Every other week, the staff caravaned from the Washington Avenue newsroom to a Ballston Spa printer to lay out stories on blue graph paper. After the issue was printed, reporters hit the streets to sell copies for 15 cents each.

Perlmutter wanted the Spirit to offer an alternative to mainstream newspaper writing, which he viewed as timid to the point of blandness, and larded with qualifying phrases. The Spirit’s parody issue included a “story” in that style describing Albany’s reaction to Northern Ireland violence:

“Most in Albany, although it is a heavily Irish Catholic city, are against the recent outbreak of killings, murders and general unrest. … In a poll conducted around the city, 10 people said they were against murder and unrest, five pretty much against and two weren’t exactly sure.”

A lifestyle section spoof was headlined, “Food Cans Open New World for Imaginative Housewives.”

The Spirit wasn’t always snarky.

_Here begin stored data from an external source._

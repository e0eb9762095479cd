// ============================================================
// Layer 2 — Inspect Use Case
// ============================================================
// Loads a bundle and reports what it is made of, without
// running any inference. Useful to check which component
// types a bundle needs registered before shipping it.

use std::path::PathBuf;

use anyhow::Result;

use crate::infra::checkpoint::BundleStore;

type InspectBackend = burn::backend::NdArray;

#[derive(Debug, Clone, PartialEq, Eq)]
pub struct BundleReport {
    pub encoder:    String,
    pub mixer:      String,
    pub classifier: String,
    pub bytes:      usize,
}

pub struct InspectUseCase {
    store: BundleStore,
}

impl InspectUseCase {
    pub fn new(bundle_dir: impl Into<PathBuf>) -> Self {
        Self { store: BundleStore::new(bundle_dir) }
    }

    pub fn execute(&self) -> Result<BundleReport> {
        let bytes = self.store.read_model_bytes()?;
        let model = self.store.decode_model::<InspectBackend>(&bytes, &Default::default())?;

        Ok(BundleReport {
            encoder:    model.encoder().serializer_type().to_string(),
            mixer:      model.mixer().serializer_type().to_string(),
            classifier: model.classifier().serializer_type().to_string(),
            bytes:      bytes.len(),
        })
    }
}

#[cfg(test)]
mod tests {
    use super::*;
    use crate::application::init_use_case::{FewShotConfig, InitUseCase, MixerKind};

    #[test]
    fn test_report_lists_component_tags() {
        let dir = tempfile::tempdir().unwrap();
        let out = dir.path().to_string_lossy().to_string();
        let cfg = FewShotConfig {
            example_dim: 2,
            input_dim: 2,
            knowledge_dim: 2,
            encoder_hidden: vec![],
            mixer: MixerKind::Add,
            mixed_dim: 2,
            classifier_hidden: vec![],
            num_outputs: 1,
        };
        let size = InitUseCase::new(cfg, out.clone()).execute().unwrap();

        let report = InspectUseCase::new(out).execute().unwrap();
        assert_eq!(report.encoder, "fontshot.DenseNet");
        assert_eq!(report.mixer, "fontshot.AddMixer");
        assert_eq!(report.classifier, "fontshot.DenseNet");
        assert_eq!(report.bytes, size);
    }
}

Christianson compassionately profiled a young man who committed suicide rather than fight in Vietnam or go to prison for draft evasion. Christianson described the corpse’s clothing to the last heartbreaking detail: a RESIST! button pinned to his hat. Reporter J. Flavin wrote about Albany’s first coffee house for gays, saying, “it is a safe place on 332 Hudson Avenue for a community, an alternate to parks, dark alleys and rest areas which homosexuals are subjected to by straight society.”

Christianson’s wife, anthropologist Tamar Gordon, explained how the Spirit shaped Christianson’s life.

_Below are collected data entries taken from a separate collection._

// ============================================================
// Layer 2 — Classify Use Case
// ============================================================
// Scores the queries of an episode against its examples:
//   1. Load the model bundle and its config once
//   2. Validate the episode shape against the config
//   3. Flatten rows into tensors
//   4. Run Model::apply
//   5. Split the flat scores back into one row per query

use std::path::PathBuf;

use anyhow::{ensure, Result};

use crate::application::init_use_case::FewShotConfig;
use crate::data::batcher::EpisodeBatcher;
use crate::domain::{episode::Episode, score::ScoreRow, traits::FewShotClassifier};
use crate::infra::checkpoint::BundleStore;
use crate::ml::model::Model;

type InferBackend = burn::backend::NdArray;

pub struct ClassifyUseCase {
    model:   Model<InferBackend>,
    config:  FewShotConfig,
    batcher: EpisodeBatcher<InferBackend>,
}

impl ClassifyUseCase {
    /// Load the model stored in `bundle_dir` together with the
    /// config it was built from.
    pub fn new(bundle_dir: impl Into<PathBuf>) -> Result<Self> {
        let device = Default::default();
        let store  = BundleStore::new(bundle_dir);
        let model  = store.load_model::<InferBackend>(&device)?;
        let config = store.load_config()?;
        Ok(Self::from_model(model, config, device))
    }

    /// `config` must describe the widths `model` was built with.
    pub fn from_model(
        model:  Model<InferBackend>,
        config: FewShotConfig,
        device: <InferBackend as burn::prelude::Backend>::Device,
    ) -> Self {
        Self { model, config, batcher: EpisodeBatcher::new(device) }
    }
}

impl FewShotClassifier for ClassifyUseCase {
    fn classify(&self, episode: &Episode) -> Result<Vec<ScoreRow>> {
        episode.validate()?;
        self.config.check_episode(episode)?;

        let batch  = self.batcher.batch(episode);
        let scores = self
            .model
            .apply(batch.examples, batch.inputs, batch.num_examples, batch.num_inputs)
            .into_data()
            .to_vec::<f32>()
            .map_err(|e| anyhow::anyhow!("Cannot read scores: {e:?}"))?;

        let rows = batch.num_inputs;
        ensure!(
            !scores.is_empty() && scores.len() % rows == 0,
            "classifier produced {} scores for {} queries",
            scores.len(),
            rows
        );
        let width = scores.len() / rows;
        tracing::debug!("Scored {} queries ({} outputs each)", rows, width);

        Ok(scores
            .chunks(width)
            .enumerate()
            .map(|(query, logits)| ScoreRow::new(query, logits.to_vec()))
            .collect())
    }
}

#[cfg(test)]
mod tests {
    use super::*;
    use crate::application::init_use_case::{FewShotConfig, InitUseCase, MixerKind};

    fn small_config() -> FewShotConfig {
        FewShotConfig {
            example_dim: 3,
            input_dim: 3,
            knowledge_dim: 2,
            encoder_hidden: vec![4],
            mixer: MixerKind::Concat,
            mixed_dim: 2,
            classifier_hidden: vec![],
            num_outputs: 1,
        }
    }

    fn episode(num_inputs: usize) -> Episode {
        Episode::new(
            vec![vec![0.1, 0.2, 0.3], vec![0.3, 0.2, 0.1]],
            (0..num_inputs).map(|i| vec![i as f32, 0.5, -0.5]).collect(),
        )
    }

    #[test]
    fn test_one_score_row_per_query() {
        let dir = tempfile::tempdir().unwrap();
        let out = dir.path().to_string_lossy().to_string();
        InitUseCase::new(small_config(), out.clone()).execute().unwrap();

        let classifier = ClassifyUseCase::new(out).unwrap();
        for n in [1, 4] {
            let rows = classifier.classify(&episode(n)).unwrap();
            assert_eq!(rows.len(), n);
            assert!(rows.iter().all(|r| r.logits.len() == 1));
            assert_eq!(rows.last().unwrap().query, n - 1);
        }
    }

    #[test]
    fn test_persisted_model_scores_like_the_in_memory_one() {
        let device = Default::default();
        let model = crate::ml::builder::build_model::<InferBackend>(&small_config(), &device).unwrap();

        let dir = tempfile::tempdir().unwrap();
        let store = BundleStore::new(dir.path());
        store.save_model(&model).unwrap();
        store.save_config(&small_config()).unwrap();

        let direct = ClassifyUseCase::from_model(model, small_config(), device).classify(&episode(3)).unwrap();
        let loaded = ClassifyUseCase::new(dir.path().to_string_lossy().to_string())
            .unwrap()
            .classify(&episode(3))
            .unwrap();
        assert_eq!(direct, loaded);
    }

    #[test]
    fn test_invalid_episode_is_rejected_before_inference() {
        let device = Default::default();
        let model = crate::ml::builder::build_model::<InferBackend>(&small_config(), &device).unwrap();
        let classifier = ClassifyUseCase::from_model(model, small_config(), device);

        let empty = Episode::new(vec![], vec![vec![0.0; 3]]);
        assert!(classifier.classify(&empty).is_err());
    }

    #[test]
    fn test_episode_of_the_wrong_width_is_rejected() {
        let dir = tempfile::tempdir().unwrap();
        let out = dir.path().to_string_lossy().to_string();
        InitUseCase::new(small_config(), out.clone()).execute().unwrap();
        let classifier = ClassifyUseCase::new(out).unwrap();

        let narrow_examples = Episode::new(vec![vec![0.1, 0.2]], vec![vec![0.0; 3]]);
        let err = classifier.classify(&narrow_examples).unwrap_err().to_string();
        assert!(err.contains("example rows have width 2"), "got: {err}");

        let wide_inputs = Episode::new(vec![vec![0.0; 3]], vec![vec![0.0; 4]]);
        let err = classifier.classify(&wide_inputs).unwrap_err().to_string();
        assert!(err.contains("input rows have width 4"), "got: {err}");
    }
}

“At the Knickerbocker News, Scott wrote solid investigative pieces and stories about prostitutes, pimps, drug dealers and corrupt cops,” Gordon said. “He realized people were going to jail because of what he reported. But the system that helped create corruption and crime remained the same. At the Spirit, he could explore what was wrong with the system.”

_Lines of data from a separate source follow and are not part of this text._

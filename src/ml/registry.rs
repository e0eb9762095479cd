// ============================================================
// Layer 5 — Type Registry and Generic (De)serialisation
// ============================================================
// Bundles are lists of (type tag, payload) pairs. Encoding is
// easy: every component knows its own tag. Decoding needs the
// reverse mapping, tag → decoder, and that lives here.
//
// The registry is process-wide and write-once-read-many:
//   - the built-in tags are installed the first time a
//     backend touches the registry
//   - extra decoders may be added with register_deserializer()
//     during start-up, before any bundle is decoded
//   - every decode afterwards only takes the read lock
//
// Decoders are generic over the Burn backend, but a static
// cannot be, so entries are keyed by (backend TypeId, tag) and
// stored type-erased; lookup downcasts back to DecodeFn<B>.

use std::{
    any::{Any, TypeId},
    collections::{HashMap, HashSet},
    sync::{OnceLock, PoisonError, RwLock},
};

use anyhow::{anyhow, bail, Context, Result};
use burn::prelude::*;

use crate::infra::codec::{decode_list, encode_list, TypedPayload};
use crate::ml::{
    capability::{Mixer, Net, Typed},
    mixers::{AddMixer, ConcatMixer},
    model::Model,
    nets::DenseNet,
};

/// A decoded bundle entry, tagged by the capability it provides.
#[derive(Debug)]
pub enum Component<B: Backend> {
    Net(Box<dyn Net<B>>),
    Mixer(Box<dyn Mixer<B>>),
    Model(Box<Model<B>>),
}

impl<B: Backend> Component<B> {
    pub fn serializer_type(&self) -> &'static str {
        match self {
            Component::Net(n)   => n.serializer_type(),
            Component::Mixer(m) => m.serializer_type(),
            Component::Model(m) => m.serializer_type(),
        }
    }

    fn kind(&self) -> &'static str {
        match self {
            Component::Net(_)   => "Net",
            Component::Mixer(_) => "Mixer",
            Component::Model(_) => "Model",
        }
    }

    pub fn into_net(self) -> Result<Box<dyn Net<B>>> {
        match self {
            Component::Net(n) => Ok(n),
            other => Err(mismatch("Net", &other)),
        }
    }

    pub fn into_mixer(self) -> Result<Box<dyn Mixer<B>>> {
        match self {
            Component::Mixer(m) => Ok(m),
            other => Err(mismatch("Mixer", &other)),
        }
    }

    pub fn into_model(self) -> Result<Model<B>> {
        match self {
            Component::Model(m) => Ok(*m),
            other => Err(mismatch("Model", &other)),
        }
    }
}

fn mismatch<B: Backend>(wanted: &str, got: &Component<B>) -> anyhow::Error {
    anyhow!(
        "expected a {wanted} but '{}' is a {}",
        got.serializer_type(),
        got.kind()
    )
}

/// Turns a payload back into a component on `device`.
pub type DecodeFn<B> = fn(&[u8], &<B as Backend>::Device) -> Result<Component<B>>;

#[derive(Default)]
struct Registry {
    decoders: HashMap<(TypeId, String), Box<dyn Any + Send + Sync>>,
    seeded:   HashSet<TypeId>,
}

impl Registry {
    fn seed<B: Backend>(&mut self) {
        if !self.seeded.insert(TypeId::of::<B>()) {
            return;
        }
        let builtins: [(&str, DecodeFn<B>); 4] = [
            (DenseNet::<B>::SERIALIZER_TYPE, decode_dense_net::<B>),
            (ConcatMixer::SERIALIZER_TYPE, decode_concat_mixer::<B>),
            (AddMixer::<B>::SERIALIZER_TYPE, decode_add_mixer::<B>),
            (Model::<B>::SERIALIZER_TYPE, decode_model::<B>),
        ];
        for (tag, decode) in builtins {
            self.decoders
                .entry((TypeId::of::<B>(), tag.to_string()))
                .or_insert_with(|| Box::new(decode) as Box<dyn Any + Send + Sync>);
        }
        tracing::debug!("Registered built-in decoders for {}", std::any::type_name::<B>());
    }

    fn get<B: Backend>(&self, tag: &str) -> Option<DecodeFn<B>> {
        self.decoders
            .get(&(TypeId::of::<B>(), tag.to_string()))
            .and_then(|f| f.downcast_ref::<DecodeFn<B>>())
            .copied()
    }
}

static REGISTRY: OnceLock<RwLock<Registry>> = OnceLock::new();

fn registry() -> &'static RwLock<Registry> {
    REGISTRY.get_or_init(|| RwLock::new(Registry::default()))
}

/// Make sure the built-in decoders for `B` are installed.
fn ensure_seeded<B: Backend>() {
    let seeded = registry()
        .read()
        .unwrap_or_else(PoisonError::into_inner)
        .seeded
        .contains(&TypeId::of::<B>());
    if !seeded {
        registry()
            .write()
            .unwrap_or_else(PoisonError::into_inner)
            .seed::<B>();
    }
}

/// Register a decoder for a component type defined outside this crate.
///
/// Must be called before any bundle containing `tag` is decoded.
/// Registering a tag twice is an error.
pub fn register_deserializer<B: Backend>(tag: &str, decode: DecodeFn<B>) -> Result<()> {
    ensure_seeded::<B>();
    let mut reg = registry().write().unwrap_or_else(PoisonError::into_inner);
    let key = (TypeId::of::<B>(), tag.to_string());
    if reg.decoders.contains_key(&key) {
        bail!("a deserializer for '{tag}' is already registered");
    }
    reg.decoders.insert(key, Box::new(decode));
    tracing::debug!("Registered deserializer '{}'", tag);
    Ok(())
}

/// Look up the decoder registered for `tag`.
pub fn lookup<B: Backend>(tag: &str) -> Option<DecodeFn<B>> {
    ensure_seeded::<B>();
    registry()
        .read()
        .unwrap_or_else(PoisonError::into_inner)
        .get::<B>(tag)
}

/// Encode components, in order, as one type-tagged bundle.
pub fn serialize_any(items: &[&dyn Typed]) -> Result<Vec<u8>> {
    let payloads = items
        .iter()
        .map(|item| {
            let tag = item.serializer_type();
            let payload = item.encode().with_context(|| format!("encode '{tag}'"))?;
            Ok(TypedPayload::new(tag, payload))
        })
        .collect::<Result<Vec<_>>>()?;
    encode_list(&payloads)
}

/// Decode every entry of a bundle through the registry.
pub fn deserialize_any<B: Backend>(bytes: &[u8], device: &B::Device) -> Result<Vec<Component<B>>> {
    decode_list(bytes)?
        .into_iter()
        .map(|entry| {
            let decode = lookup::<B>(&entry.type_tag)
                .ok_or_else(|| anyhow!("no deserializer registered for '{}'", entry.type_tag))?;
            decode(&entry.payload, device).with_context(|| format!("decode '{}'", entry.type_tag))
        })
        .collect()
}

fn decode_dense_net<B: Backend>(bytes: &[u8], device: &B::Device) -> Result<Component<B>> {
    Ok(Component::Net(Box::new(DenseNet::<B>::decode(bytes, device)?)))
}

fn decode_concat_mixer<B: Backend>(bytes: &[u8], _device: &B::Device) -> Result<Component<B>> {
    Ok(Component::Mixer(Box::new(ConcatMixer::decode(bytes)?)))
}

fn decode_add_mixer<B: Backend>(bytes: &[u8], device: &B::Device) -> Result<Component<B>> {
    Ok(Component::Mixer(Box::new(AddMixer::<B>::decode(bytes, device)?)))
}

fn decode_model<B: Backend>(bytes: &[u8], device: &B::Device) -> Result<Component<B>> {
    Ok(Component::Model(Box::new(Model::deserialize(bytes, device)?)))
}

Christianson wrote compelling Spirit stories about inmate abuse and also about how skewed sentencing is by wealth. He wrote the 1998 “With Liberty for Some: 500 Years of Imprisonment in America,” a Robert F. Kennedy Human Rights Book Award winner.

McEneny remembers working in City Hall in his 20s, the same age as many of the reporters. He admired the Spirit, even when he disagreed with it.

“I thought the reporters and Leonard did a great job,” McEneny said. “The Spirit usually had two reporters in City Hall. When they weren’t there, I knew they were out in the field, finding something the city may have done wrong.”

Albany Public Library reference librarian Jim Davies welcomes donations of local weeklies. Metroland, published from 1977 to 2015, produced watchdog investigations like one of Border Patrol searches aboard Amtrak. The weekly’s reporters propped their feet up while they pounded out stories to avoid the resident rodent they nicknamed Metro Mouse as he scurried across the newsroom floor.

Metroland’s office was seized by state officials for nonpayment of taxes in 2015. Before it ceased publication, the paper tweeted an offer to donate bound copies.

“I drove my car over and loaded all two dozen volumes,” Davies said.

For a fuller view of 1970s Albany, Davies suggests poring over the library’s collection of The Liberator. That weekly was published by The Brothers, a group of black activists. The Liberator’s approach often varied from the Spirit’s. Both effectively covered housing. The Spirit reported on abandoned buildings becoming dangerous lures to children or drug dealers’ bases. The Liberator focused on apartments’ frozen pipes and broken furnaces, and it reported on an awards ceremony honoring a housing official during which protesters invaded carrying jars full of live cockroaches allegedly captured in apartments.

The Spirit lasted almost four years, the Liberator a bit longer, albeit with increasingly sporadic publication.

Perlmutter blames a recession and plummeting ad sales for the Spirit’s demise. He now lives in a big, white frame Averill Park house and is director of the American Meditation Institute that he founded in 1996. Buddha’s statue surveys the vast lawn.

Yet Perlmutter believes the spirit of the Spirit still lives in news organizations where passion and storytelling are priorities. As its last editorial declared, “Newspapers die everyday but the energy behind the Spirit of our community will not be lost. There is too much work yet to be done.”